Stored records:
--- START ---

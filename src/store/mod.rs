//! Store Module
//!
//! Persistence for processed alerts and per-channel processing state.

pub mod dynamodb;
pub mod memory;
pub mod postgres;

use crate::error::{BackendError, StoreError};
use async_trait::async_trait;
use chrono::{DateTime, Utc};
use serde::{Deserialize, Serialize};
use std::fmt;
use std::str::FromStr;

pub use dynamodb::DynamoDbAlertStore;
pub use memory::InMemoryAlertStore;
pub use postgres::PostgresAlertStore;

/// An alert as persisted by the manager.
#[derive(Debug, Clone, PartialEq, Serialize, Deserialize)]
#[serde(rename_all = "camelCase")]
pub struct StoredAlert {
    pub id: String,
    pub channel_id: String,
    #[serde(default, skip_serializing_if = "Option::is_none")]
    pub correlation_id: Option<String>,
    pub received_at: DateTime<Utc>,
    /// The alert exactly as it came off the queue.
    pub body: String,
}

/// Bookkeeping for one destination channel.
#[derive(Debug, Clone, PartialEq, Eq, Serialize, Deserialize)]
#[serde(rename_all = "camelCase")]
pub struct ChannelProcessingState {
    pub channel_id: String,
    pub created: DateTime<Utc>,
    pub last_processed: DateTime<Utc>,
    pub processed_alerts: u64,
}

impl ChannelProcessingState {
    pub fn new(channel_id: impl Into<String>, now: DateTime<Utc>) -> Self {
        Self {
            channel_id: channel_id.into(),
            created: now,
            last_processed: now,
            processed_alerts: 0,
        }
    }

    /// Record one more processed alert.
    pub fn touch(&mut self, now: DateTime<Utc>) {
        self.last_processed = now;
        self.processed_alerts += 1;
    }
}

#[async_trait]
pub trait AlertStore: Send + Sync {
    fn name(&self) -> &'static str;

    /// Prepare the backend (create tables, verify access).
    async fn init(&self) -> Result<(), StoreError>;

    async fn save_alert(&self, alert: &StoredAlert) -> Result<(), StoreError>;

    async fn channel_processing_state(
        &self,
        channel_id: &str,
    ) -> Result<Option<ChannelProcessingState>, StoreError>;

    async fn save_channel_processing_state(
        &self,
        state: &ChannelProcessingState,
    ) -> Result<(), StoreError>;
}

/// Database backend selected by `DATABASE_MODE`.
#[derive(Debug, Clone, Copy, PartialEq, Eq)]
pub enum DatabaseKind {
    Postgres,
    DynamoDb,
    InMemory,
}

impl DatabaseKind {
    pub const EXPECTED: &'static str = "postgres, dynamodb, in-memory";

    pub fn as_str(&self) -> &'static str {
        match self {
            DatabaseKind::Postgres => "postgres",
            DatabaseKind::DynamoDb => "dynamodb",
            DatabaseKind::InMemory => "in-memory",
        }
    }
}

impl FromStr for DatabaseKind {
    type Err = BackendError;

    fn from_str(s: &str) -> Result<Self, Self::Err> {
        match s.trim().to_lowercase().as_str() {
            "postgres" => Ok(DatabaseKind::Postgres),
            "dynamodb" => Ok(DatabaseKind::DynamoDb),
            "in-memory" => Ok(DatabaseKind::InMemory),
            _ => Err(BackendError::UnknownBackendKind {
                kind: "database",
                value: s.to_string(),
                expected: Self::EXPECTED,
            }),
        }
    }
}

impl fmt::Display for DatabaseKind {
    fn fmt(&self, f: &mut fmt::Formatter<'_>) -> fmt::Result {
        f.write_str(self.as_str())
    }
}

#[cfg(test)]
mod tests {
    use super::*;

    #[test]
    fn test_database_kind_parsing() {
        assert_eq!("postgres".parse::<DatabaseKind>().unwrap(), DatabaseKind::Postgres);
        assert_eq!("DynamoDB".parse::<DatabaseKind>().unwrap(), DatabaseKind::DynamoDb);
        assert_eq!("in-memory".parse::<DatabaseKind>().unwrap(), DatabaseKind::InMemory);
        assert!(matches!(
            "mysql".parse::<DatabaseKind>(),
            Err(BackendError::UnknownBackendKind { kind: "database", .. })
        ));
    }

    #[test]
    fn test_channel_state_touch() {
        let start = Utc::now();
        let mut state = ChannelProcessingState::new("C1", start);
        let later = start + chrono::Duration::seconds(5);

        state.touch(later);

        assert_eq!(state.created, start);
        assert_eq!(state.last_processed, later);
        assert_eq!(state.processed_alerts, 1);
    }
}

--- END ---

Task goal:
Copy each line in the data that holds the word "UnknownBackendKind".

Answer area:
            _ => Err(BackendError::UnknownBackendKind {
            Err(BackendError::UnknownBackendKind { kind: "database", .. })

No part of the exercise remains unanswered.